Computer science senior Max Zinkus said that putting a label on these types of computer violations can be a difficult task.
“It’s definitely a challenge to quantify harm with computer-related crimes … it’s always hard to keep laws up-to-date with technology,” Zinkus said. “They will always lag behind, but it’s important that we keep updating them so that they are dealt with in a way that is widely agreed upon.”
Tiernan rented out his software to send spam messages and used the money he made to pay for college. None of the information taken from infected computers was personal; only computer IP addresses were used. This can still be damaging because the infected computer is linked as the source that is sending out spam to other computers. Botnets use this tactic to avoid getting in trouble, Khosmood said.
“It would be like someone breaks into your garage, sets up this manufacturing operation to assemble spam or advertising and then uses your address for shipping and receiving. While [they’re] there, [they’re] taking up your space and your power. That’s the analogy and so I think that’s intrusive,” Khosmood said.
Khosmood said this type of computer hacking is most often used for spam. Someone infects the computers and then can rent them out and make money while a client is using the computers.
“It’s advantageous to them because if one computer sends out millions of spam emails, it’s easy to block that computer. But if there’s 77,000 computers sending out smaller amounts of spam, then it’s really hard to block all of them,” Khosmood said.
Computer science professor Clark Turner said this kind of behavior is not uncommon and hacking can be both a good thing and a bad thing.
As a student at Cal Poly, Tiernan took Professional Responsibilities (CSC 300), which teaches ethics, software system safety and intellectual property. Zinkus said there is always a possibility that students may take advantage of what they learn and use that knowledge negatively.
“Some of the biggest hackers who have made big trouble make a lot of money later because they are seen to be very knowledgeable people,” Turner said. “What kind of an ethical issue is that, rewarding bad behavior?”
Ethical Issues
Despite his violation, Tiernan was enrolled into Stanford’s CyberSecurity Graduate Program and is currently working to become a Certified Information Systems Security Professional.
Mustang News contacted the program in an effort to reach out to Tiernan, but there was no response.
Combating hacking on campus
Although cases such as Tiernan’s are not considered malcious, Cal Poly has made efforts to eliminate any computer hacking on campus.
The White Hat Club is an academic club dedicated to CyberSecurity education and learning how people attack computer systems in order to better defend them.
“Our goal is very much to educate and also to talk about what are our ethical responsibilities,” Zinkus said.
Zinkus is the president of the White Hat Club and said their mission is to foster an environment that teaches caution and the responsibilities that are necessary for computer science.
“What people do with knowledge is always up to them … Certainly these skills can be used for nefarious purposes, but we need people in the workforce to understand them in order to defend,” Zinkus said.

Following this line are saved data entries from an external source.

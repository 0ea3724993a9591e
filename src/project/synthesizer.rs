//! Idempotent merge of requested boards into the project configuration

use log::{debug, info};

use crate::boards::BoardLookup;
use crate::config::{ProjectConfig, Section, env_section_name};
use crate::errors::Result;

/// Options influencing newly created sections
#[derive(Debug, Clone, Copy, Default)]
pub struct MergeOptions {
    /// Add `targets = upload` to sections created in this invocation
    pub enable_auto_uploading: bool,
}

/// Merge the requested board identifiers into `config`.
///
/// Duplicates collapse to their first occurrence. Identifiers whose
/// `env:` section already exists are skipped without touching the
/// section, so re-running with the same boards never perturbs a
/// customized configuration. All remaining identifiers are resolved
/// before any section is appended; one unresolvable identifier means the
/// document is not modified at all.
///
/// Returns the number of sections appended. Persisting the document is
/// the caller's responsibility.
pub fn merge_boards(
    config: &mut ProjectConfig,
    lookup: &dyn BoardLookup,
    board_ids: &[String],
    options: MergeOptions,
) -> Result<usize> {
    let mut requested: Vec<&str> = Vec::new();
    for id in board_ids {
        if !requested.contains(&id.as_str()) {
            requested.push(id);
        }
    }

    let mut resolved = Vec::new();
    for id in requested {
        if config.has_section(&env_section_name(id)) {
            debug!("board '{}' already configured, skipping", id);
            continue;
        }
        resolved.push((id, lookup.resolve(id)?));
    }

    let added = resolved.len();
    for (id, record) in resolved {
        let mut section = Section::new(env_section_name(id));
        section.push_option("platform", record.platform.as_str());
        section.push_option("framework", record.default_framework());
        section.push_option("board", id);
        if options.enable_auto_uploading {
            section.push_option("targets", "upload");
        }
        info!("adding environment [{}] ({})", env_section_name(id), record.name);
        config.add_section(section);
    }

    Ok(added)
}

#[cfg(test)]
mod tests {
    use super::*;
    use crate::boards::BoardRegistry;
    use crate::errors::BoardBrewError;

    fn registry() -> &'static BoardRegistry {
        BoardRegistry::bundled()
    }

    #[test]
    fn duplicate_requests_collapse_to_one_section() {
        let mut config = ProjectConfig::new();
        let ids = vec!["uno".to_string(), "uno".to_string()];

        let added = merge_boards(&mut config, registry(), &ids, MergeOptions::default()).unwrap();
        assert_eq!(added, 1);
        assert_eq!(config.len(), 1);
        assert!(config.has_section("env:uno"));
    }

    #[test]
    fn remerging_leaves_existing_sections_untouched() {
        let mut config = ProjectConfig::new();
        let ids = vec!["uno".to_string()];
        merge_boards(&mut config, registry(), &ids, MergeOptions::default()).unwrap();

        // simulate a user customization
        let customized = ProjectConfig::parse(
            "[env:uno]\nplatform = atmelavr\nframework = arduino\nboard = uno\nupload_port = /dev/ttyACM0\n",
        )
        .unwrap();
        let mut config = customized.clone();

        let added = merge_boards(&mut config, registry(), &ids, MergeOptions::default()).unwrap();
        assert_eq!(added, 0);
        assert_eq!(config, customized);
    }

    #[test]
    fn new_section_carries_platform_framework_and_board() {
        let mut config = ProjectConfig::new();
        let ids = vec!["uno".to_string()];
        merge_boards(&mut config, registry(), &ids, MergeOptions::default()).unwrap();

        assert_eq!(
            config.items("env:uno").unwrap(),
            &[
                ("platform".to_string(), "atmelavr".to_string()),
                ("framework".to_string(), "arduino".to_string()),
                ("board".to_string(), "uno".to_string()),
            ]
        );
    }

    #[test]
    fn auto_uploading_adds_the_upload_target() {
        let mut config = ProjectConfig::new();
        let ids = vec!["uno".to_string()];
        let options = MergeOptions {
            enable_auto_uploading: true,
        };
        merge_boards(&mut config, registry(), &ids, options).unwrap();

        let section = config.items("env:uno").unwrap();
        assert!(
            section.contains(&("targets".to_string(), "upload".to_string())),
            "expected targets = upload in {:?}",
            section
        );
    }

    #[test]
    fn one_bad_identifier_aborts_without_appending_anything() {
        let mut config = ProjectConfig::new();
        let ids = vec!["uno".to_string(), "missed_board".to_string()];

        let result = merge_boards(&mut config, registry(), &ids, MergeOptions::default());
        assert!(matches!(result, Err(BoardBrewError::UnknownBoard(id)) if id == "missed_board"));
        assert!(config.is_empty());
    }

    #[test]
    fn zero_requested_boards_is_a_no_op() {
        let mut config = ProjectConfig::parse("[env:uno]\nboard = uno\n").unwrap();
        let snapshot = config.clone();

        let added = merge_boards(&mut config, registry(), &[], MergeOptions::default()).unwrap();
        assert_eq!(added, 0);
        assert_eq!(config, snapshot);
    }

    #[test]
    fn insertion_order_follows_first_occurrence_order() {
        let mut config = ProjectConfig::new();
        let ids = vec![
            "teensy31".to_string(),
            "uno".to_string(),
            "teensy31".to_string(),
        ];
        merge_boards(&mut config, registry(), &ids, MergeOptions::default()).unwrap();

        let names: Vec<&str> = config.sections().map(|s| s.name()).collect();
        assert_eq!(names, ["env:teensy31", "env:uno"]);
    }
}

As long as it is profitable, Zinkus said computer hacking will continue to be an issue.
Email spam that occurred in the past has been automated with spam filters and significantly decreased, but innovations like blog spam and Facebook advertising have become the future of spam problems, Khosmood said.
“I think they’re going to be with us for the long term,” Khosmood said. “I think it’s going to be a continuous arms race and that’s just the nature of the beast.”